While I agree it looks bad, a full review and the process should be followed.

That being said until recently with video camera's and taking pictures of police has there been any proof of such behavior. When I talked about this in the past, many police officers assume the problem is me. They assume that there cannot be a police agency that allowed such or would condon such actions. And Good officers need and should think like that, but they also should be open minded enough to understand that they do exist and they exist in places one is not expected, and it is a cancer and if allowed to grow in a department it takes over. 

I know from personal experience that these two are lucky, as I was beat and shoved between officers taking short shots and puching me back at the others, while personally kept my hands behid my back as I was grabbing one with the other. I was afraid to raise my hands to defends myself with blocks as that could be taken as being offensive. I have had officers grab me through the window before any words have exchanged. I have officers tell me to my face with 100 plus witnesses that the gun pointed at my head was fake as they did nto want to file the reports. 

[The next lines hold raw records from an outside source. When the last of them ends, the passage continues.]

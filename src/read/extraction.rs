//! Entry extraction.

use std::io::{self, Read, Seek, SeekFrom, Write};

use crate::crypto::Password;
use crate::format::local::LocalFileHeader;
use crate::pipeline::EntryDecoder;
use crate::{Error, Result, map_io_error};

use super::{Archive, resolve_in};

/// Plaintext staged in memory before [`Archive::extract_to`] spills to a
/// temporary file.
const STAGING_MEMORY_LIMIT: usize = 8 << 20;

/// Streaming reader over one entry's plaintext, borrowed from its
/// [`Archive`].
///
/// Reading to the end verifies the entry's CRC (and the AES
/// authentication code); failures arrive as `io::Error`s that
/// [`map_io_error`] turns back into crate errors.
pub type EntryReader<'a, R> = EntryDecoder<&'a mut R>;

impl<R: Read + Seek> Archive<R> {
    /// Sets the password used for encrypted entries.
    pub fn set_password(&mut self, password: Password) {
        self.password = Some(password);
    }

    /// Opens an entry for streaming, using the archive password if one
    /// was set.
    ///
    /// # Errors
    ///
    /// - [`Error::EntryNotFound`] if no entry has this name.
    /// - [`Error::PasswordRequired`] for an encrypted entry with no
    ///   password.
    /// - [`Error::WrongPassword`] if the password verifier rejects the
    ///   password. This happens before any plaintext is produced.
    /// - [`Error::UnsupportedMethod`] if the entry's method is not built in.
    ///
    /// Bytes of an encrypted entry are unauthenticated until the reader
    /// reaches the end: the CRC and the AES authentication code are only
    /// checked there. Use [`extract_to`](Self::extract_to) or
    /// [`extract_to_vec`](Self::extract_to_vec) to receive nothing unless
    /// the whole entry checks out.
    pub fn by_name(&mut self, name: &str) -> Result<EntryReader<'_, R>> {
        let password = self.password.clone();
        self.open_entry(name, password.as_ref())
    }

    /// Opens an entry for streaming with an explicit password.
    pub fn by_name_with_password(
        &mut self,
        name: &str,
        password: &Password,
    ) -> Result<EntryReader<'_, R>> {
        self.open_entry(name, Some(password))
    }

    /// Extracts an entry into memory.
    ///
    /// # Errors
    ///
    /// As [`by_name`](Self::by_name), plus [`Error::CrcMismatch`] for
    /// corrupt data.
    pub fn extract_to_vec(&mut self, name: &str) -> Result<Vec<u8>> {
        // Cap the pre-allocation; the size comes from the archive.
        let capacity = self.model.get(name).map_or(0, |e| e.uncompressed_size.min(1 << 24));
        let mut reader = self.by_name(name)?;
        let mut out = Vec::with_capacity(capacity as usize);
        reader.read_to_end(&mut out).map_err(map_io_error)?;
        Ok(out)
    }

    /// Streams an entry into `writer`, returning the number of bytes
    /// written.
    ///
    /// Encrypted entries are decoded into a staging buffer first, spilling
    /// to a temporary file past 8 MiB, and only copied to `writer` once the
    /// CRC and authentication code have been verified. On a wrong password
    /// or tampered data `writer` receives nothing.
    pub fn extract_to<W: Write>(&mut self, name: &str, writer: &mut W) -> Result<u64> {
        let encrypted = self
            .model
            .get(name)
            .is_some_and(|e| e.encryption.is_encrypted());
        let mut reader = self.by_name(name)?;
        if !encrypted {
            return io::copy(&mut reader, writer).map_err(map_io_error);
        }
        let mut staged = tempfile::spooled_tempfile(STAGING_MEMORY_LIMIT);
        io::copy(&mut reader, &mut staged).map_err(map_io_error)?;
        staged.seek(SeekFrom::Start(0))?;
        Ok(io::copy(&mut staged, writer)?)
    }

    fn open_entry(&mut self, name: &str, password: Option<&Password>) -> Result<EntryReader<'_, R>> {
        let entry = self.model.get(name).ok_or_else(|| Error::EntryNotFound {
            name: name.to_string(),
        })?;
        let header_offset = resolve_in(
            self.naming,
            &self.table,
            entry.disk_number,
            entry.local_header_offset,
        )?;
        let span = LocalFileHeader::read_span(&mut self.reader, header_offset)?;
        log::trace!(
            "entry '{}': local header at {}, data at {}",
            entry.name,
            header_offset,
            span.data_offset()
        );
        self.reader.seek(SeekFrom::Start(span.data_offset()))?;
        EntryDecoder::new(&mut self.reader, &entry.decode_params()?, password)
    }
}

So good people get mistreated. 

Then Good police defend bad cops. 

And people wonder why some seem to have an issue. The issue is that if more admitted there was a problem and that sometimes the general population has a point and also the right ro defend themselves even from bad cops. Then maybe people like me who have had issues would not constantly bring them up at times like this. I am not looking for every officer to apologize for the past. Just stop blindly defending each other and look at the data and the situation.


----------



## jks9199 (Aug 26, 2011)

Rich Parsons said:


> I know from personal experience that these two are lucky, as I was beat and shoved between officers taking short shots and puching me back at the others, while personally kept my hands behid my back as I was grabbing one with the other. I was afraid to raise my hands to defends myself with blocks as that could be taken as being offensive. I have had officers grab me through the window before any words have exchanged. I have officers tell me to my face with 100 plus witnesses that the gun pointed at my head was fake as they did nto want to file the reports.
> 
> So good people get mistreated.
> 
> Then Good police defend bad cops.



Rich, I don't think I've ever suggested that nothing happened, nor have I automatically defended cops.  I think this particular officer has a problem; too much is coming up, even allowing for working a rough area, and being the target of a witch hunt.  Is there room to try to give him a little break?  Yeah.  But his rant in the video that started this crossed the line into unprofessional behavior.  The rest?  Just add to the case.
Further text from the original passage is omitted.